3) As professoras, também costumam utilizar o livro didático como suporte de leitura, em que pese não terem citado essa função nas entrevistas ou durante as conversas informais que mantivemos.

Entretanto, em diversos momentos foi possível observar e registrar no caderno de campo o fato de os professores solicitarem aos seus alunos que lessem trechos do livro. Nessas ocasiões, os professores faziam a mediação com a classe pedindo silêncio, pediam ao leitor [aluno] que aumentasse o volume da voz, e estimulavam-no a prosseguir a leitura.

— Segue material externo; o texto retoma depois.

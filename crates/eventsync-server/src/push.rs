//! Push path: published records out to the remote calendar.
//!
//! [`PushDispatcher::push`] prepares the record, commits it and drops a
//! [`PushJob`] on a queue; it never waits on the network. A [`PushWorker`]
//! drains the queue on its own task and upserts each event, retrying
//! transient failures. Delivery is at least once, and since the upsert is
//! keyed by event id a repeated job leaves a single remote event.

use std::sync::Arc;

use chrono_tz::Tz;
use eventsync_core::{EventRecord, RecordId, RemoteRef};
use eventsync_providers::{
    CalendarService, EventPayload, EventTransformer, OutboundEvent, ProviderError,
    derived_event_id,
};
use tokio::sync::mpsc;
use tracing::{debug, info, warn};

use crate::config::RetryPolicy;
use crate::error::PushError;
use crate::store::EventStore;

/// One queued write to the remote calendar.
#[derive(Debug, Clone, PartialEq)]
pub struct PushJob {
    pub record_id: RecordId,
    /// Payload captured when the job was queued.
    pub outbound: OutboundEvent,
}

/// Queues published records for delivery.
#[derive(Clone)]
pub struct PushDispatcher {
    store: Arc<dyn EventStore>,
    transformer: Arc<EventTransformer>,
    queue: mpsc::UnboundedSender<PushJob>,
}

impl PushDispatcher {
    /// Creates a dispatcher and the receiving end of its queue.
    pub fn new(
        store: Arc<dyn EventStore>,
        transformer: Arc<EventTransformer>,
    ) -> (Self, mpsc::UnboundedReceiver<PushJob>) {
        let (queue, rx) = mpsc::unbounded_channel();
        (
            Self {
                store,
                transformer,
                queue,
            },
            rx,
        )
    }

    /// Zone the calendar expresses local times in.
    pub fn timezone(&self) -> Tz {
        self.transformer.timezone()
    }

    /// Queues a record that has just been published.
    ///
    /// The record is hidden from navigation and given its remote id, and that
    /// change is committed before the job is queued.
    pub async fn push(&self, record: &mut EventRecord) -> Result<(), PushError> {
        record.hide_from_navigation();
        if record.remote.is_none() {
            record.remote = Some(RemoteRef::new(derived_event_id(record.id)));
        }
        self.store.update(record).await?;

        let job = PushJob {
            record_id: record.id,
            outbound: self.transformer.to_remote(record),
        };
        debug!(record_id = %record.id, remote_id = ?job.outbound.event_id(), "queueing push");
        self.queue.send(job).map_err(|_| PushError::QueueClosed)
    }
}

/// Delivers queued jobs to the remote calendar.
pub struct PushWorker {
    service: Arc<dyn CalendarService>,
    store: Arc<dyn EventStore>,
    retry: RetryPolicy,
    jobs: mpsc::UnboundedReceiver<PushJob>,
}

impl PushWorker {
    pub fn new(
        service: Arc<dyn CalendarService>,
        store: Arc<dyn EventStore>,
        retry: RetryPolicy,
        jobs: mpsc::UnboundedReceiver<PushJob>,
    ) -> Self {
        Self {
            service,
            store,
            retry,
            jobs,
        }
    }

    /// Processes jobs until every dispatcher has been dropped.
    pub async fn run(mut self) {
        info!(service = self.service.name(), "push worker started");
        while let Some(job) = self.jobs.recv().await {
            if let Err(e) = self.deliver(&job).await {
                warn!(record_id = %job.record_id, error = %e, "push failed");
            }
        }
        info!("push worker stopped");
    }

    /// Delivers one job, retrying retryable failures.
    pub async fn deliver(&self, job: &PushJob) -> Result<(), PushError> {
        let stored = self.upsert_with_retry(job).await?;
        self.record_remote(job, stored).await
    }

    async fn upsert_with_retry(&self, job: &PushJob) -> Result<EventPayload, PushError> {
        let mut attempt = 0;
        loop {
            attempt += 1;
            match self.service.upsert_event(&job.outbound).await {
                Ok(stored) => {
                    info!(record_id = %job.record_id, attempt, "event pushed");
                    return Ok(stored);
                }
                Err(e) if e.is_retryable() && attempt < self.retry.max_attempts => {
                    let delay = self.retry.backoff_delay(attempt);
                    warn!(
                        record_id = %job.record_id,
                        attempt,
                        delay_ms = delay.as_millis() as u64,
                        error = %e,
                        "push attempt failed, retrying"
                    );
                    tokio::time::sleep(delay).await;
                }
                Err(source) => return Err(delivery_failed(job.record_id, attempt, source)),
            }
        }
    }

    /// Writes the remote etag and link back to the local record.
    async fn record_remote(&self, job: &PushJob, stored: EventPayload) -> Result<(), PushError> {
        let remote_id = stored
            .id
            .or_else(|| job.outbound.event_id().map(str::to_string))
            .unwrap_or_else(|| derived_event_id(job.record_id));
        let remote = RemoteRef {
            id: remote_id,
            etag: stored.etag,
            html_link: stored.html_link,
        };

        if self.store.set_remote(job.record_id, remote).await?.is_none() {
            debug!(record_id = %job.record_id, "record deleted before push completed");
        }
        Ok(())
    }
}

fn delivery_failed(record_id: RecordId, attempts: u32, source: ProviderError) -> PushError {
    PushError::Delivery {
        record_id,
        attempts,
        source,
    }
}

#[cfg(test)]
mod tests {
    use super::*;
    use chrono::NaiveDate;
    use eventsync_core::{EventBoundary, NavigationFlags, PublishStatus};
    use eventsync_providers::{BoxFuture, ProviderResult};
    use std::sync::Mutex;
    use std::time::Duration;

    use crate::store::MemoryStore;
    use crate::store::testing::EditAfterRead;

    /// Records upserts and fails the first `failures` of them.
    struct FakeCalendar {
        upserts: Mutex<Vec<OutboundEvent>>,
        failures: Mutex<Vec<ProviderError>>,
    }

    impl FakeCalendar {
        fn new(failures: Vec<ProviderError>) -> Self {
            Self {
                upserts: Mutex::new(Vec::new()),
                failures: Mutex::new(failures),
            }
        }

        fn upserts(&self) -> Vec<OutboundEvent> {
            self.upserts.lock().unwrap().clone()
        }
    }

    impl CalendarService for FakeCalendar {
        fn name(&self) -> &str {
            "fake"
        }

        fn list_events<'a>(
            &'a self,
            _calendar_id: &'a str,
        ) -> BoxFuture<'a, ProviderResult<Vec<EventPayload>>> {
            Box::pin(async { Ok(Vec::new()) })
        }

        fn upsert_event<'a>(
            &'a self,
            outbound: &'a OutboundEvent,
        ) -> BoxFuture<'a, ProviderResult<EventPayload>> {
            self.upserts.lock().unwrap().push(outbound.clone());
            let result = {
                let mut failures = self.failures.lock().unwrap();
                if failures.is_empty() {
                    let mut stored = outbound.event.clone();
                    stored.etag = Some("\"etag-1\"".to_string());
                    stored.html_link = Some("https://calendar.example/e/1".to_string());
                    Ok(stored)
                } else {
                    Err(failures.remove(0))
                }
            };
            Box::pin(async move { result })
        }
    }

    async fn published_record(store: &MemoryStore) -> EventRecord {
        let day = EventBoundary::all_day(NaiveDate::from_ymd_opt(2024, 6, 1).unwrap());
        let mut record = EventRecord::new(RecordId(0), "Open Day", day, day, "Campus");
        record.status = PublishStatus::Published;
        record.navigation.in_menus = vec!["main".to_string()];
        store.create(record).await.unwrap()
    }

    fn transformer() -> Arc<EventTransformer> {
        Arc::new(EventTransformer::new("primary", chrono_tz::Tz::UTC))
    }

    fn fast_retry(max_attempts: u32) -> RetryPolicy {
        RetryPolicy::default()
            .with_max_attempts(max_attempts)
            .with_backoff(Duration::from_millis(10), Duration::from_millis(50), 2.0)
    }

    #[tokio::test]
    async fn push_commits_hidden_record_and_queues_job() {
        let store = Arc::new(MemoryStore::new());
        let (dispatcher, mut jobs) = PushDispatcher::new(store.clone(), transformer());

        let mut record = published_record(&store).await;
        dispatcher.push(&mut record).await.unwrap();

        let stored = store.get(record.id).await.unwrap().unwrap();
        assert_eq!(stored.navigation, NavigationFlags::hidden());
        assert_eq!(stored.remote_id(), Some("ev0000000001"));

        let job = jobs.try_recv().unwrap();
        assert_eq!(job.record_id, record.id);
        assert_eq!(job.outbound.calendar_id, "primary");
        assert_eq!(job.outbound.event_id(), Some("ev0000000001"));
    }

    #[tokio::test]
    async fn payload_is_captured_at_enqueue_time() {
        let store = Arc::new(MemoryStore::new());
        let (dispatcher, mut jobs) = PushDispatcher::new(store.clone(), transformer());

        let mut record = published_record(&store).await;
        dispatcher.push(&mut record).await.unwrap();
        record.title = "Renamed later".to_string();
        store.update(&record).await.unwrap();

        let job = jobs.try_recv().unwrap();
        assert_eq!(job.outbound.event.summary.as_deref(), Some("Open Day"));
    }

    #[tokio::test]
    async fn push_fails_when_worker_is_gone() {
        let store = Arc::new(MemoryStore::new());
        let (dispatcher, jobs) = PushDispatcher::new(store.clone(), transformer());
        drop(jobs);

        let mut record = published_record(&store).await;
        let err = dispatcher.push(&mut record).await.unwrap_err();
        assert!(matches!(err, PushError::QueueClosed));

        // The navigation change is committed even though nothing was queued.
        let stored = store.get(record.id).await.unwrap().unwrap();
        assert_eq!(stored.navigation, NavigationFlags::hidden());
        assert_eq!(stored.remote_id(), Some("ev0000000001"));
    }

    #[tokio::test(start_paused = true)]
    async fn worker_retries_transient_failures_and_records_etag() {
        let store = Arc::new(MemoryStore::new());
        let calendar = Arc::new(FakeCalendar::new(vec![
            ProviderError::network("reset"),
            ProviderError::server("503"),
        ]));
        let (dispatcher, jobs) = PushDispatcher::new(store.clone(), transformer());
        let worker = PushWorker::new(calendar.clone(), store.clone(), fast_retry(5), jobs);

        let mut record = published_record(&store).await;
        dispatcher.push(&mut record).await.unwrap();
        drop(dispatcher);
        worker.run().await;

        assert_eq!(calendar.upserts().len(), 3);
        let stored = store.get(record.id).await.unwrap().unwrap();
        let remote = stored.remote.unwrap();
        assert_eq!(remote.id, "ev0000000001");
        assert_eq!(remote.etag.as_deref(), Some("\"etag-1\""));
        assert_eq!(remote.html_link.as_deref(), Some("https://calendar.example/e/1"));
    }

    #[tokio::test(start_paused = true)]
    async fn worker_gives_up_after_max_attempts() {
        let store = Arc::new(MemoryStore::new());
        let calendar = Arc::new(FakeCalendar::new(vec![
            ProviderError::network("down"),
            ProviderError::network("down"),
            ProviderError::network("down"),
        ]));
        let (dispatcher, mut jobs) = PushDispatcher::new(store.clone(), transformer());

        let mut record = published_record(&store).await;
        dispatcher.push(&mut record).await.unwrap();
        let job = jobs.try_recv().unwrap();

        let worker = PushWorker::new(calendar.clone(), store.clone(), fast_retry(2), jobs);
        let err = worker.deliver(&job).await.unwrap_err();
        assert!(matches!(err, PushError::Delivery { attempts: 2, .. }));
        assert_eq!(calendar.upserts().len(), 2);
    }

    #[tokio::test]
    async fn permanent_failure_is_not_retried() {
        let store = Arc::new(MemoryStore::new());
        let calendar = Arc::new(FakeCalendar::new(vec![ProviderError::authentication(
            "expired",
        )]));
        let (dispatcher, mut jobs) = PushDispatcher::new(store.clone(), transformer());

        let mut record = published_record(&store).await;
        dispatcher.push(&mut record).await.unwrap();
        let job = jobs.try_recv().unwrap();

        let worker = PushWorker::new(calendar.clone(), store.clone(), fast_retry(5), jobs);
        assert!(worker.deliver(&job).await.is_err());
        assert_eq!(calendar.upserts().len(), 1);
    }

    #[tokio::test]
    async fn edit_landing_mid_delivery_is_kept() {
        let store = Arc::new(EditAfterRead::default());
        let calendar = Arc::new(FakeCalendar::new(Vec::new()));
        let (dispatcher, mut jobs) = PushDispatcher::new(store.clone(), transformer());

        let mut record = published_record(&store.inner).await;
        dispatcher.push(&mut record).await.unwrap();
        let job = jobs.try_recv().unwrap();

        store.queue_edit(|record| record.description = "edited by user".to_string());
        let worker = PushWorker::new(calendar, store.clone(), fast_retry(1), jobs);
        worker.deliver(&job).await.unwrap();

        let stored = store.inner.get(record.id).await.unwrap().unwrap();
        assert_eq!(stored.description, "edited by user");
        assert_eq!(
            stored.remote.and_then(|r| r.etag).as_deref(),
            Some("\"etag-1\"")
        );
    }

    #[tokio::test]
    async fn repeated_job_is_harmless() {
        let store = Arc::new(MemoryStore::new());
        let calendar = Arc::new(FakeCalendar::new(Vec::new()));
        let (dispatcher, mut jobs) = PushDispatcher::new(store.clone(), transformer());

        let mut record = published_record(&store).await;
        dispatcher.push(&mut record).await.unwrap();
        let job = jobs.try_recv().unwrap();

        let worker = PushWorker::new(calendar.clone(), store.clone(), fast_retry(1), jobs);
        worker.deliver(&job).await.unwrap();
        worker.deliver(&job).await.unwrap();

        let upserts = calendar.upserts();
        assert_eq!(upserts.len(), 2);
        assert_eq!(upserts[0].event_id(), upserts[1].event_id());
        assert_eq!(store.list().await.unwrap().len(), 1);
    }
}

A aula do dia 30/08/2012, no 6ª. Ano “A”, ministrada pela professora Flora, é um exemplo desse procedimento. Após cumprimentar os alunos e fazer a chamada, iniciou a leitura:

- Renata. Vamos começar a leitura do texto. Em voz alta, que é o recreio das outras classes. O barulho atrapalha a leitura.

E prosseguiu:

- Ronaldo, continue...

O aluno iniciou a leitura, gaguejou, leu em voz baixa... A classe aguardou em silêncio as determinações da professora.

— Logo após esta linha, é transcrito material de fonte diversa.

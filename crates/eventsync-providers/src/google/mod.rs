//! Google services: Calendar API v3 and Maps geocoding.

mod calendar;
mod geocoder;

pub use calendar::GoogleCalendarClient;
pub use geocoder::{DEFAULT_GEOCODING_DOMAIN, GoogleGeocoder};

- Agora o Vitor vai ajudar o Ronaldo a ler a sua parte [do texto] para a gente...

Com pequenas variações, a leitura de textos do livro didático seguiu esse padrão de procedimentos. A justificativa dada pela professora Flora é de que alguns alunos chegavam ao 6ª. Ano com sérias dificuldades de leitura e escrita.

Alguns chegam mal sabendo ler e escrever. O Ronaldo, por exemplo, no início do ano não conseguia ler sequer um parágrafo. Agora, apesar das dificuldade, se comparado aos outros alunos, já consegue ler.

C) Estudo com imagens:

A imagem é um recurso ao qual os professores recorrem com freqüência ao trabalhar com os alunos a relação presente-passado. Nesse aspecto, os livros didáticos utilizados pelas professoras (Montellato, Cabrini e Catelli Junior: 2000; Apolinário: 2007), por oferecerem ilustrações compatíveis com o tema abordado [Pré-História], foi utilizado durante várias aulas. Ao mencionar a utilização de ilustrações, a professora Flora reconheceu a importância desse material, principalmente diante das dificuldades enfrentadas por causa das carências materiais dos alunos e da escola:

É que o livro enriquece na questão das ilustrações. Ele acaba ilustrando muito, coisas que a gente às vezes não tem recursos na escola para tentar demonstrar alguma coisa

que você esteja trabalhando. Então, o livro didático acaba ilustrando muita coisa. Então acho que no início ele acaba contribuindo.